----- SUPPLIED MATERIAL -----

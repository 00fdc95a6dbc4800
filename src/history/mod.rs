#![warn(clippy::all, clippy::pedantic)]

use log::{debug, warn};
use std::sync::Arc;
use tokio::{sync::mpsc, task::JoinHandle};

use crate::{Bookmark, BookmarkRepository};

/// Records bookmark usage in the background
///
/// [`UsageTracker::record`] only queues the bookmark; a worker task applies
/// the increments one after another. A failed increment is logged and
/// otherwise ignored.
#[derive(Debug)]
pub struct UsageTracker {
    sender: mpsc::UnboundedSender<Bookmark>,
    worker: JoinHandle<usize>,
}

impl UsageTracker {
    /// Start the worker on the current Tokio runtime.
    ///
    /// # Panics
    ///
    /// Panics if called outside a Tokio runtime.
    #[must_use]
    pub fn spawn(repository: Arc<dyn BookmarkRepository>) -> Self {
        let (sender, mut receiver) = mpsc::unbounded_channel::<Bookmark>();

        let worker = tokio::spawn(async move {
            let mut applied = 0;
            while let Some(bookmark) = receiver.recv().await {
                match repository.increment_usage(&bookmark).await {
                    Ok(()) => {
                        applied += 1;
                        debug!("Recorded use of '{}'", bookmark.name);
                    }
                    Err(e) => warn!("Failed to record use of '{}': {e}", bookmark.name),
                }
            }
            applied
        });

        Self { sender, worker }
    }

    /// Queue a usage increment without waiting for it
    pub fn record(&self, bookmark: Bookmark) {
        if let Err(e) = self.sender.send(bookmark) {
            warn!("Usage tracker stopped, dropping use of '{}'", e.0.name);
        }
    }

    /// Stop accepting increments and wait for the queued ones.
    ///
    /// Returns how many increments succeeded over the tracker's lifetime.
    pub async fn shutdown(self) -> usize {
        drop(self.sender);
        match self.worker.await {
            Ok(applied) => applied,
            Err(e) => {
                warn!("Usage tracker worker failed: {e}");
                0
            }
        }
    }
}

-----
----- SUPPLIED MATERIAL -----

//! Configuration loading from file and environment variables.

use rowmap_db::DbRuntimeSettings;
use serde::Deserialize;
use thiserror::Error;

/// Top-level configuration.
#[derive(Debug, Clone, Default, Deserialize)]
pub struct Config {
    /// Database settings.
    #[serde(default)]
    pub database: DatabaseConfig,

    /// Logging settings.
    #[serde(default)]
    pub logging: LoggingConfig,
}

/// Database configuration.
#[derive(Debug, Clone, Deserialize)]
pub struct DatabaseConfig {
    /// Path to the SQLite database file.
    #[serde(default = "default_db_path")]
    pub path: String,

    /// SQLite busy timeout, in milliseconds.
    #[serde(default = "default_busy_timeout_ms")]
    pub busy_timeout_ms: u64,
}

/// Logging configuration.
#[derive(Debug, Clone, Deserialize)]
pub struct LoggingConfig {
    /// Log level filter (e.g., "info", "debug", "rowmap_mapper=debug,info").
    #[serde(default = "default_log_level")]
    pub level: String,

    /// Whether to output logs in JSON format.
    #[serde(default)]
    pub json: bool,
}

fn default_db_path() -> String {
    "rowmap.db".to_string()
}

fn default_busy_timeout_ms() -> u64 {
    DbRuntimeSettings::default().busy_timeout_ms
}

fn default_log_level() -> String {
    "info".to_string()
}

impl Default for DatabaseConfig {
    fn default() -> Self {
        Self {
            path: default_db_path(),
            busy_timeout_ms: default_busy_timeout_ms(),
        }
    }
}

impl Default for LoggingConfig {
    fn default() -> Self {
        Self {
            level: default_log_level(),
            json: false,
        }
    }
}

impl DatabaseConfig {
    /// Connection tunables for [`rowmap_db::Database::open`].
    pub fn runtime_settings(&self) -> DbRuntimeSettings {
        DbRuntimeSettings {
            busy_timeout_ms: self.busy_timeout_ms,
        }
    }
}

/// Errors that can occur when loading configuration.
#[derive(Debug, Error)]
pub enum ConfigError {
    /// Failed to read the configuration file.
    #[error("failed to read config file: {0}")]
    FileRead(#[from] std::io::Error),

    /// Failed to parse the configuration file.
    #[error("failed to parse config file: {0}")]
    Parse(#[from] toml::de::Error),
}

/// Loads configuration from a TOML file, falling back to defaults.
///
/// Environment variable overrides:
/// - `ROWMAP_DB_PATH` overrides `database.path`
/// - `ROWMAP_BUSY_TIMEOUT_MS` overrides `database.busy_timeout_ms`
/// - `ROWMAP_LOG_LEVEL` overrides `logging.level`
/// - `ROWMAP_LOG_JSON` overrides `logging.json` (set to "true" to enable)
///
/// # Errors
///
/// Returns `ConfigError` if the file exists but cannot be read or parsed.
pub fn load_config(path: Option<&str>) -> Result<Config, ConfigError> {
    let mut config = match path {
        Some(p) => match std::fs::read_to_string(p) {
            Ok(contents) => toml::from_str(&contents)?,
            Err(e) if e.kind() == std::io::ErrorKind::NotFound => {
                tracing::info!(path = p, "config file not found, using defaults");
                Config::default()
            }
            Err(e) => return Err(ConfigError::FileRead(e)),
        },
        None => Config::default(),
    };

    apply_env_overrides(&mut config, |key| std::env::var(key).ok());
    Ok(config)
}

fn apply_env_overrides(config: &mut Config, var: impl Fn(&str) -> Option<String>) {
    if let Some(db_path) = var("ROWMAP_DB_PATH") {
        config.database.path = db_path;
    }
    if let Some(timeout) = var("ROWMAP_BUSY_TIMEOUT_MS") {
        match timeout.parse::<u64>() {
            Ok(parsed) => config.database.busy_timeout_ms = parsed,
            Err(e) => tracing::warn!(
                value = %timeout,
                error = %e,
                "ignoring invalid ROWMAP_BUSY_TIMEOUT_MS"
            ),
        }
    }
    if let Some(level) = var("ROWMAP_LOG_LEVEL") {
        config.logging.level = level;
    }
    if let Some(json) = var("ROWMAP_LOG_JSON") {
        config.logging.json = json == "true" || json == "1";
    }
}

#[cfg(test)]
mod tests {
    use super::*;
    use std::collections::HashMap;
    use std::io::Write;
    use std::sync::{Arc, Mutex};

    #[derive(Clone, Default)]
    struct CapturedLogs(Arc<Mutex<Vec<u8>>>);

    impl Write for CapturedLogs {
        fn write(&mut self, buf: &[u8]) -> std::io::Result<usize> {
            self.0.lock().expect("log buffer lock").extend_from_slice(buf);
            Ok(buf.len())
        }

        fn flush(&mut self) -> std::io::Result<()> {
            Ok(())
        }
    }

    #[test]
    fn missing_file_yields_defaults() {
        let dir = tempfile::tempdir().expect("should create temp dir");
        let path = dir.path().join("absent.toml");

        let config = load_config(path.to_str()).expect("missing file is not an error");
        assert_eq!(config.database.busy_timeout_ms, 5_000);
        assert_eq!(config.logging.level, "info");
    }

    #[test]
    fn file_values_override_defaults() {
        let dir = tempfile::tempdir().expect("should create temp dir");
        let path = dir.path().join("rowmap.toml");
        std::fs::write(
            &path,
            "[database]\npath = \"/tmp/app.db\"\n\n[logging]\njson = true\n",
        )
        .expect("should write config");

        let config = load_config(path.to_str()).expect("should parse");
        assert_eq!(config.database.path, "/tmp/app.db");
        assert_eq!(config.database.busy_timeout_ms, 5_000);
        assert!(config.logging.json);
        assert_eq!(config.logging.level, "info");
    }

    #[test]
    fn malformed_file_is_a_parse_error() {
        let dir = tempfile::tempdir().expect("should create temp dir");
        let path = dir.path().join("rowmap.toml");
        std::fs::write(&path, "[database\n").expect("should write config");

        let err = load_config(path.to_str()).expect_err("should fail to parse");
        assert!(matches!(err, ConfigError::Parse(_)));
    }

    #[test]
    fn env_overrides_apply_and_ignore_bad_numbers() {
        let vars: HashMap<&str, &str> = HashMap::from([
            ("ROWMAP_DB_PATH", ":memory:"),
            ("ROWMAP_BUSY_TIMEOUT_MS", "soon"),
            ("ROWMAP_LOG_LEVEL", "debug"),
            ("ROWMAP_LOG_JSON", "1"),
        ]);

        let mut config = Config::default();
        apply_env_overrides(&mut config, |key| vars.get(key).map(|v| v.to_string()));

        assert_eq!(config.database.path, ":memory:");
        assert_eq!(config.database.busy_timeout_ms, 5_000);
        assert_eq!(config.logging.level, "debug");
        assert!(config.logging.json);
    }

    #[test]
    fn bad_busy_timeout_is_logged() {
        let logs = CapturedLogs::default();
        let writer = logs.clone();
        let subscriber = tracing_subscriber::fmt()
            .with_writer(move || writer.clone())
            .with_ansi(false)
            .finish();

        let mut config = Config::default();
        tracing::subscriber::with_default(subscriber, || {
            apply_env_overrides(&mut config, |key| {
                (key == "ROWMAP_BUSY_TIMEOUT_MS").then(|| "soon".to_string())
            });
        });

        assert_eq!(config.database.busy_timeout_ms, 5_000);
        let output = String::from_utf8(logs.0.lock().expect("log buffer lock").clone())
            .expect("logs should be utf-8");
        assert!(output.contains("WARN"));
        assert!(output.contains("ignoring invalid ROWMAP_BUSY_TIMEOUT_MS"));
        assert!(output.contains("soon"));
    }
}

-----

REQUIRED WORK:
Using the records above, write out exactly the lines between the one holding "repository 00fdc95a6dbc4800" and the one holding "#[must_use]", inclusive; leave everything else out.

RESULT BELOW:
repository 00fdc95a6dbc4800
filename src/history/mod.rs
#![warn(clippy::all, clippy::pedantic)]

use log::{debug, warn};
use std::sync::Arc;
use tokio::{sync::mpsc, task::JoinHandle};

use crate::{Bookmark, BookmarkRepository};

/// Records bookmark usage in the background
///
/// [`UsageTracker::record`] only queues the bookmark; a worker task applies
/// the increments one after another. A failed increment is logged and
/// otherwise ignored.
#[derive(Debug)]
pub struct UsageTracker {
    sender: mpsc::UnboundedSender<Bookmark>,
    worker: JoinHandle<usize>,
}

impl UsageTracker {
    /// Start the worker on the current Tokio runtime.
    ///
    /// # Panics
    ///
    /// Panics if called outside a Tokio runtime.
    #[must_use]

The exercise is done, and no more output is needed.